В Ельце, на его старых улицах (Олег – коммунисты не досмотрели, не разрушили!), в перевернутом времени шли, как сомнабулы, гремя бутылками, термосами и рифмами.
В гостинице – слабая имитация терний – мест нам не дали, от обиды пошли в городской парк, на маленькие качели, стоящие напротив окон пединститута. Холодный ветер залезал, словно котенок, в сухие листья и леденил пальцы, а мы пили кофе и водку, жевали бутерброды и в своем кратком единстве были непростительно счастливы. О чем-то шуршал ветер, били часы на башне, я подожгла ворох листьев, и великолепная белая грива дыма опутала деревья. И была рядом тишина легкого субботнего дня, его медлительность и беспечность.
Потом, смешные, счастливые, ходили по елецким музеям, говоря, верно, что-то ужасное, шумно рассматривая почерневшие бердыши и непозволительно разрушая почтительность пустынных залов. Пусть простят – мы ворвались вместе с ветром, единственным нашим поводырем, мы, забывшие, что такое дом и покой, – в тишину этих залов не умещались. Присмирели лишь в разрушенной церкви, куда в полутьме шли со свечой, выше – поднимаясь по разбитой лестнице на звонницу, а там молчали, слушая, как запевает ветер и тяжело режут воздух черные вороньи крылья.
Очнулись от колокольного звона – единственный действующий елецкий собор звонил вечерю, и к ней шли обессиленные, смирные. И крестящийся размашисто Димка, и молчащий Олег – все ушло, в который раз с таким вот израненным сердцем я приходила к этим темнооким инокам, к легкому ознобу свечей, к бесполезнейшим просьбам помочь и тихим голосам, поющим славу вечному человеческому страданию.
Верно, большой грех – просить у Него света и дороги к тебе, но просила о мечтанном, а это не сбывается никогда, как не повторяются судьбы.

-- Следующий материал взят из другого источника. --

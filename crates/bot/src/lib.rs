//! Console update bot.
//!
//! Wires the console update feed monitor into the scheduler and exposes the
//! helpers command handlers share.

pub mod config;
pub mod error;
pub mod services;
pub mod utils;

use std::sync::Arc;
use std::time::Duration;

use discord::{DiscordClient, User};
use feed::FeedClient;
use tokio::sync::watch;

pub use config::{load_or_create, Config, Settings};
pub use error::{ConfigError, MonitorError, PersistenceError};
pub use services::{
    CycleOutcome, DiscordNotifier, FeedMonitor, FeedSource, HttpFeedSource, MonitorConfig,
    NinUpdateJob, Notifier, SchedulerJob, SchedulerService, SnapshotStore,
};

const USER_AGENT: &str = concat!("ninbot/", env!("CARGO_PKG_VERSION"));

const READY_RETRY_MIN: Duration = Duration::from_secs(5);
const READY_RETRY_MAX: Duration = Duration::from_secs(300);

/// Block until the Discord API accepts the bot token.
async fn wait_until_ready(client: &DiscordClient) -> User {
    let mut delay = READY_RETRY_MIN;
    loop {
        match client.current_user().await {
            Ok(user) => return user,
            Err(e) => {
                tracing::warn!("Discord not ready ({}), retrying in {}s", e, delay.as_secs());
                tokio::time::sleep(delay).await;
                delay = (delay * 2).min(READY_RETRY_MAX);
            }
        }
    }
}

/// Run the bot until ctrl-c.
pub async fn run_bot(config: Config) -> anyhow::Result<()> {
    let settings = load_or_create(&config.settings_path()).await?;
    let ninupdate = &settings.ninupdate;

    let http = reqwest::Client::builder().user_agent(USER_AGENT).build()?;
    let discord_client = Arc::new(DiscordClient::new(http.clone(), &config.discord_token));

    let source = HttpFeedSource::new(
        FeedClient::with_client(http).timeout(ninupdate.timeout()),
        &ninupdate.feed_url,
    );
    let monitor = FeedMonitor::new(
        MonitorConfig::from(ninupdate),
        Arc::new(source),
        Arc::new(DiscordNotifier::new(Arc::clone(&discord_client))),
        SnapshotStore::new(config.snapshot_path()),
    );

    if !ninupdate.enabled {
        tracing::info!("Console update notifications are disabled in settings");
    }

    let scheduler = SchedulerService::new()
        .with_job(NinUpdateJob::new(Arc::new(monitor), ninupdate.interval()));

    let (ready_tx, ready_rx) = watch::channel(false);
    let handles = scheduler.start(ready_rx);
    tracing::info!("Scheduler started with {} job(s)", scheduler.job_count());

    tokio::select! {
        user = wait_until_ready(&discord_client) => {
            tracing::info!("Logged in as {} ({})", user.username, user.id);
            let _ = ready_tx.send(true);
            tokio::signal::ctrl_c().await?;
        }
        result = tokio::signal::ctrl_c() => {
            result?;
        }
    }

    tracing::info!("Shutting down");
    for handle in handles {
        handle.abort();
    }

    Ok(())
}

Выйдя вон, всю темнеющую громаду собора обошли, чувствуя запах не остывшей еще реки и шорох плакучих ив у могил. Шли навстречу соскучившемуся по нам ветру, лизавшему нам руки, будто щенок, а замерзнув, грелись в крошечном кафе. Ребята взяли капусту с котлетами, открыли термос с вином, и мы, обалдев от голода, жевали свой ужин, запивая его прямо из общепитовских стаканов, не таясь.
Может быть, я сильная, мне никто не нужен, я могу и одна, ни с кем, ведь в круг моей души все одно никто никогда не ступит.
16/11. Сегодня выпал первый снег. Первая линька ангелов.
Сон. Ты идешь со мной рядом: рука в руке, ведешь меня куда-то против моей воли. Мы проходим мимо всех, мимо нее, и даже бред подсознания не дает забыть, что этого никогда не случится – невозможно! И от чугуна безнадежности – просыпаюсь.
И тогда остывшими, как первый снег у заборов, губами: зачем ты приходишь ко мне сиротскими, холодными ночами, ты, так счастливый с той? Зачем твоему беспощадному вороньему одиночеству нужна еще и моя душа?
Рано утром во влажных сумерках долго стояла на остановке, глядя, как из последних сил втискивают свои тела в переполненные автобусы люди, чтобы увезти их – на службу и привезти обратно – для сна. И снова – такое нищенство эта наша нормальная жизнь! Так и простояла два часа, всюду опоздав; на ресницы мне падали мохнатые бабочки снега, руки совсем остыли, а мне плевать было на все, кроме этого тумана и снега, и одиночества в моем сердце.
По застывшему, зачарованному саду шли со Светкой, пронзенные холодом, в легких пальтишках, без шапок, к такому стабильному, солидному зданию «Коммуны» с виражами карьеры, женами, машинами, гаражами, любовницами, и я, соотнеся нас со всем этим барахлом, с длиннейшим зевком: «ску-у-чно!» повернула назад: к свечам, ночам, дешевому сигаретному дыму, разговорам и истрепанной родной тетрадке. По дороге купила большие рябиновокрасные яблоки, холодные, жесткие. Одно несла в руке и, уже издали завидев возвращающуюся Светку, посигналила ей яблоком, нагретым, кричащим, радостным.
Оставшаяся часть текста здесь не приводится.